*TASK DESCRIPTION*
Locate, in the data below, the line that contains "command.process_group(0);" and the line that contains "build frontend, start"; reproduce exactly those two lines and every line between them, nothing more.
--- START ---
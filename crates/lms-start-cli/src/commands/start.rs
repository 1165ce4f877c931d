use anyhow::Result;
use lms_start_core::browser::SystemBrowser;
use lms_start_core::console::{Console, DialoguerPause, Pause, EXIT_PROMPT};
use lms_start_core::exec::SystemRunner;
use lms_start_core::launcher::{self, Hooks, LaunchPlan};
use lms_start_core::readiness::{HttpProbe, SystemClock};
use std::io::Write;
use std::process::ExitCode;

use super::GlobalArgs;

pub fn run(global: &GlobalArgs) -> Result<ExitCode> {
    let mut stdout = std::io::stdout();
    match launch(global, &mut stdout) {
        Ok(code) => Ok(code),
        Err(e) => Ok(report_error(&e, !global.no_pause, &mut DialoguerPause, &mut stdout)),
    }
}

fn launch(global: &GlobalArgs, out: &mut dyn Write) -> Result<ExitCode> {
    let (root, config) = global.load()?;
    let plan = LaunchPlan::new(config, &root);

    let outcome = launcher::launch(
        &plan,
        Hooks {
            runner: &mut SystemRunner,
            browser: &mut SystemBrowser,
            clock: &mut SystemClock,
            probe: &mut HttpProbe::new()?,
            pause: &mut DialoguerPause,
            out,
        },
    )?;

    Ok(ExitCode::from(outcome.exit_code()))
}

/// Errors raised before the first step (root, config, templates) still get
/// the exit prompt, so a double-clicked window stays open on them.
fn report_error(
    err: &anyhow::Error,
    pause_on_exit: bool,
    pause: &mut dyn Pause,
    out: &mut dyn Write,
) -> ExitCode {
    let mut console = Console::new(out);
    console.fail(&format!("{:#}", err));
    if pause_on_exit {
        console.blank();
        pause.wait(EXIT_PROMPT);
    }
    ExitCode::FAILURE
}
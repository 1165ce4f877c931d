mod commands;

use anyhow::Result;
use clap::Parser;
use commands::Cli;
use std::process::ExitCode;

fn main() -> Result<ExitCode> {
    let cli = Cli::parse();
    commands::run(cli)
}
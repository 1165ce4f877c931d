//! Foreground and background execution of shell command lines.

use anyhow::{Context, Result};
use std::fmt;
use std::path::{Path, PathBuf};
use std::process::{Command, Stdio};

use crate::console::Console;

/// A command line and the directory it runs in.
#[derive(Debug, Clone, PartialEq, Eq)]
pub struct ShellCommand {
    pub line: String,
    pub cwd: PathBuf,
}

impl ShellCommand {
    pub fn new(line: impl Into<String>, cwd: impl Into<PathBuf>) -> Self {
        Self {
            line: line.into(),
            cwd: cwd.into(),
        }
    }

    /// Build the platform shell invocation (`cmd /C` on Windows, `sh -c` elsewhere).
    pub fn to_command(&self) -> Command {
        let mut cmd = if cfg!(windows) {
            let mut cmd = Command::new("cmd");
            cmd.arg("/C").arg(&self.line);
            cmd
        } else {
            let mut cmd = Command::new("sh");
            cmd.arg("-c").arg(&self.line);
            cmd
        };
        cmd.current_dir(&self.cwd);
        cmd
    }
}

impl fmt::Display for ShellCommand {
    fn fmt(&self, f: &mut fmt::Formatter<'_>) -> fmt::Result {
        f.write_str(&self.line)
    }
}

#[derive(Debug, Clone, Copy, PartialEq, Eq)]
pub enum Mode {
    /// Wait for exit and capture output.
    Foreground,
    /// Spawn detached and move on.
    Background,
}

/// Result of a foreground command that ran to completion.
#[derive(Debug, Clone, Default, PartialEq, Eq)]
pub struct Completion {
    /// `None` when the process was terminated by a signal.
    pub code: Option<i32>,
    pub stdout: String,
    pub stderr: String,
}

impl Completion {
    pub fn success(&self) -> bool {
        self.code == Some(0)
    }
}

/// A launched background process. Nothing waits on it.
#[derive(Debug, Clone, Copy, PartialEq, Eq)]
pub struct Spawned {
    pub pid: u32,
}

/// Process-launch seam. `Err` from either method means the process could not
/// be started at all (missing shell, missing working directory, ...).
pub trait CommandRunner {
    fn run(&mut self, cmd: &ShellCommand) -> Result<Completion>;
    fn spawn(&mut self, cmd: &ShellCommand) -> Result<Spawned>;
}

/// Runs commands through the operating system.
#[derive(Debug, Default)]
pub struct SystemRunner;

impl CommandRunner for SystemRunner {
    fn run(&mut self, cmd: &ShellCommand) -> Result<Completion> {
        ensure_dir(&cmd.cwd)?;
        let output = cmd
            .to_command()
            .stdin(Stdio::null())
            .output()
            .with_context(|| format!("Failed to execute '{}'", cmd.line))?;
        Ok(Completion {
            code: output.status.code(),
            stdout: String::from_utf8_lossy(&output.stdout).into_owned(),
            stderr: String::from_utf8_lossy(&output.stderr).into_owned(),
        })
    }

    fn spawn(&mut self, cmd: &ShellCommand) -> Result<Spawned> {
        ensure_dir(&cmd.cwd)?;
        let mut command = cmd.to_command();
        // stdin stays with the launcher so its exit prompt keeps the keyboard.
        command.stdin(Stdio::null());
        detach(&mut command);
        let child = command
            .spawn()
            .with_context(|| format!("Failed to start '{}'", cmd.line))?;
        // Dropping `Child` neither kills nor waits on the process.
        Ok(Spawned { pid: child.id() })
    }
}

fn ensure_dir(dir: &Path) -> Result<()> {
    if !dir.is_dir() {
        anyhow::bail!("Working directory not found: {}", dir.display());
    }
    Ok(())
}

#[cfg(windows)]
fn detach(command: &mut Command) {
    use std::os::windows::process::CommandExt;
    const CREATE_NEW_CONSOLE: u32 = 0x0000_0010;
    command.creation_flags(CREATE_NEW_CONSOLE);
}

/// Own process group, so a Ctrl+C at the launcher's exit prompt does not
/// reach the servers.
#[cfg(unix)]
fn detach(command: &mut Command) {
    use std::os::unix::process::CommandExt;
    command.process_group(0);
}

#[cfg(not(any(unix, windows)))]
fn detach(_command: &mut Command) {}

/// Run `cmd` in the given mode and report failures to the console.
///
/// Returns `true` when a foreground command exited 0 or a background command
/// was launched. A launch error and a nonzero exit both return `false`.
pub fn execute(
    runner: &mut dyn CommandRunner,
    console: &mut Console<'_>,
    cmd: &ShellCommand,
    mode: Mode,
) -> bool {
    match mode {
        Mode::Foreground => match runner.run(cmd) {
            Ok(completion) if completion.success() => true,
            Ok(completion) => {
                console.command_failed(&cmd.line, &completion.stderr);
                false
            }
            Err(e) => {
                console.command_exception(&cmd.line, &e);
                false
            }
        },
        Mode::Background => match runner.spawn(cmd) {
            Ok(spawned) => {
                console.detail(&format!("pid {} ({})", spawned.pid, cmd.cwd.display()));
                true
            }
            Err(e) => {
                console.command_exception(&cmd.line, &e);
                false
            }
        },
    }
}
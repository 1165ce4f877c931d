//! The launch sequence: build shared, start backend, build frontend, start
//! frontend, open the browser. Strictly sequential; the first failing step
//! ends the run and nothing after it is attempted.

use anyhow::Result;
use std::io::Write;
use std::path::Path;
use std::time::Duration;

use crate::browser::BrowserOpener;
use crate::config::{LauncherConfig, ReadinessConfig, ReadinessMode};
use crate::console::{Console, Pause, EXIT_PROMPT};
use crate::exec::{self, CommandRunner, Mode, ShellCommand};
use crate::readiness::{self, Clock, Probe, Readiness, Wait};
use crate::template::TemplateEngine;

#[derive(Debug, Clone, Copy, PartialEq, Eq)]
pub enum StepId {
    SharedBuild,
    BackendStart,
    FrontendBuild,
    FrontendStart,
}

impl StepId {
    pub fn title(self) -> &'static str {
        match self {
            StepId::SharedBuild => "Building shared package",
            StepId::BackendStart => "Starting Backend Server",
            StepId::FrontendBuild => "Building Frontend",
            StepId::FrontendStart => "Starting Frontend Server",
        }
    }

    pub fn success_message(self) -> &'static str {
        match self {
            StepId::SharedBuild => "Shared package built successfully",
            StepId::BackendStart => "Backend server starting...",
            StepId::FrontendBuild => "Frontend built successfully",
            StepId::FrontendStart => "Frontend server starting...",
        }
    }

    pub fn failure_message(self) -> &'static str {
        match self {
            StepId::SharedBuild => "Failed to build shared package",
            StepId::BackendStart => "Failed to start backend server",
            StepId::FrontendBuild => "Failed to build frontend",
            StepId::FrontendStart => "Failed to start frontend server",
        }
    }

    /// Service name used in readiness messages.
    fn service(self) -> &'static str {
        match self {
            StepId::SharedBuild => "Shared package",
            StepId::BackendStart => "Backend",
            StepId::FrontendBuild | StepId::FrontendStart => "Frontend",
        }
    }
}

#[derive(Debug, Clone, PartialEq, Eq)]
pub struct Step {
    pub id: StepId,
    pub command: ShellCommand,
    pub mode: Mode,
    /// Applied after a successful background launch.
    pub settle: Option<Wait>,
}

#[derive(Debug, Clone)]
pub struct LaunchPlan {
    pub config: LauncherConfig,
    pub steps: Vec<Step>,
}

impl LaunchPlan {
    /// Lay out the four steps with package directories resolved against `root`.
    pub fn new(config: LauncherConfig, root: &Path) -> Self {
        let shared_dir = root.join(&config.shared.dir);
        let backend_dir = root.join(&config.backend.dir);
        let frontend_dir = root.join(&config.frontend.dir);

        let steps = vec![
            Step {
                id: StepId::SharedBuild,
                command: ShellCommand::new(config.shared.build.clone(), shared_dir),
                mode: Mode::Foreground,
                settle: None,
            },
            Step {
                id: StepId::BackendStart,
                command: ShellCommand::new(config.backend.command.clone(), backend_dir),
                mode: Mode::Background,
                settle: Some(settle_for(
                    &config.readiness,
                    config.backend.start_delay_secs,
                    config.backend.health_url(),
                )),
            },
            Step {
                id: StepId::FrontendBuild,
                command: ShellCommand::new(config.frontend.build.clone(), frontend_dir.clone()),
                mode: Mode::Foreground,
                settle: None,
            },
            Step {
                id: StepId::FrontendStart,
                command: ShellCommand::new(config.frontend.command.clone(), frontend_dir),
                mode: Mode::Background,
                settle: Some(settle_for(
                    &config.readiness,
                    config.frontend.start_delay_secs,
                    config.frontend.url.clone(),
                )),
            },
        ];

        Self { config, steps }
    }
}

fn settle_for(readiness: &ReadinessConfig, delay_secs: u64, url: String) -> Wait {
    match readiness.mode {
        ReadinessMode::Fixed => Wait::Fixed(Duration::from_secs(delay_secs)),
        ReadinessMode::Poll => Wait::Poll {
            url,
            interval: readiness.interval(),
            timeout: readiness.timeout(),
        },
    }
}

#[derive(Debug, Clone, Copy, PartialEq, Eq)]
pub enum Outcome {
    /// Every step succeeded and the browser step was reached.
    Started,
    Failed { step: StepId },
}

impl Outcome {
    pub fn exit_code(self) -> u8 {
        match self {
            Outcome::Started => 0,
            Outcome::Failed { .. } => 1,
        }
    }
}

/// Everything the launch sequence touches outside its own memory.
pub struct Hooks<'a> {
    pub runner: &'a mut dyn CommandRunner,
    pub browser: &'a mut dyn BrowserOpener,
    pub clock: &'a mut dyn Clock,
    pub probe: &'a mut dyn Probe,
    pub pause: &'a mut dyn Pause,
    pub out: &'a mut dyn Write,
}

/// Run the plan. Step failures are reported on the console and returned as
/// [`Outcome::Failed`]; `Err` only means the console templates could not be
/// rendered, which is checked before any command runs.
pub fn launch(plan: &LaunchPlan, hooks: Hooks<'_>) -> Result<Outcome> {
    let Hooks {
        runner,
        browser,
        clock,
        probe,
        pause,
        out,
    } = hooks;
    let config = &plan.config;

    let engine = TemplateEngine::new()?;
    let banner = engine.banner(config)?;
    let summary = engine.summary(config)?;

    let mut console = Console::new(out);
    console.banner(&config.project.name);

    let total = plan.steps.len();
    for (index, step) in plan.steps.iter().enumerate() {
        console.step(index + 1, total, step.id.title());

        if !exec::execute(runner, &mut console, &step.command, step.mode) {
            console.fail(step.id.failure_message());
            if config.console.pause_on_exit {
                pause.wait(EXIT_PROMPT);
            }
            return Ok(Outcome::Failed { step: step.id });
        }
        console.ok(step.id.success_message());

        if let Some(strategy) = &step.settle {
            settle(&mut console, clock, probe, step.id, strategy);
        }
    }

    console.blank();
    console.raw(&banner);

    let url = config.frontend.url.as_str();
    if config.browser.open {
        clock.sleep(Duration::from_secs(config.browser.delay_secs));
        console.blank();
        match browser.open(url) {
            Ok(()) => console.ok("Browser opened successfully!"),
            Err(e) => {
                console.warn(&format!("Could not open browser automatically: {:#}", e));
                console.info(&format!("Please manually open: {}", url));
            }
        }
    } else {
        console.blank();
        console.info(&format!("Please manually open: {}", url));
    }

    console.raw(&summary);

    if config.console.pause_on_exit {
        console.blank();
        pause.wait(EXIT_PROMPT);
    }
    Ok(Outcome::Started)
}

fn settle(
    console: &mut Console<'_>,
    clock: &mut dyn Clock,
    probe: &mut dyn Probe,
    step: StepId,
    strategy: &Wait,
) {
    if let Wait::Poll { url, timeout, .. } = strategy {
        console.info(&format!(
            "⏳ Waiting for {} at {} (up to {}s)...",
            step.service(),
            url,
            timeout.as_secs()
        ));
    }

    match readiness::wait(strategy, clock, probe) {
        Readiness::Assumed => {}
        Readiness::Ready { attempts } => {
            console.ok(&format!("{} is ready", step.service()));
            console.detail(&format!("answered after {} attempt(s)", attempts));
        }
        Readiness::TimedOut { .. } => {
            let secs = match strategy {
                Wait::Poll { timeout, .. } => timeout.as_secs(),
                Wait::Fixed(delay) => delay.as_secs(),
            };
            console.warn(&format!(
                "{} did not respond within {}s; continuing",
                step.service(),
                secs
            ));
        }
    }
}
--- END ---
*TASK SOLUTION*
    command.process_group(0);
}

#[cfg(not(any(unix, windows)))]
fn detach(_command: &mut Command) {}

/// Run `cmd` in the given mode and report failures to the console.
///
/// Returns `true` when a foreground command exited 0 or a background command
/// was launched. A launch error and a nonzero exit both return `false`.
pub fn execute(
    runner: &mut dyn CommandRunner,
    console: &mut Console<'_>,
    cmd: &ShellCommand,
    mode: Mode,
) -> bool {
    match mode {
        Mode::Foreground => match runner.run(cmd) {
            Ok(completion) if completion.success() => true,
            Ok(completion) => {
                console.command_failed(&cmd.line, &completion.stderr);
                false
            }
            Err(e) => {
                console.command_exception(&cmd.line, &e);
                false
            }
        },
        Mode::Background => match runner.spawn(cmd) {
            Ok(spawned) => {
                console.detail(&format!("pid {} ({})", spawned.pid, cmd.cwd.display()));
                true
            }
            Err(e) => {
                console.command_exception(&cmd.line, &e);
                false
            }
        },
    }
}
repository 1165ce4f877c931d
//! The launch sequence: build shared, start backend, build frontend, start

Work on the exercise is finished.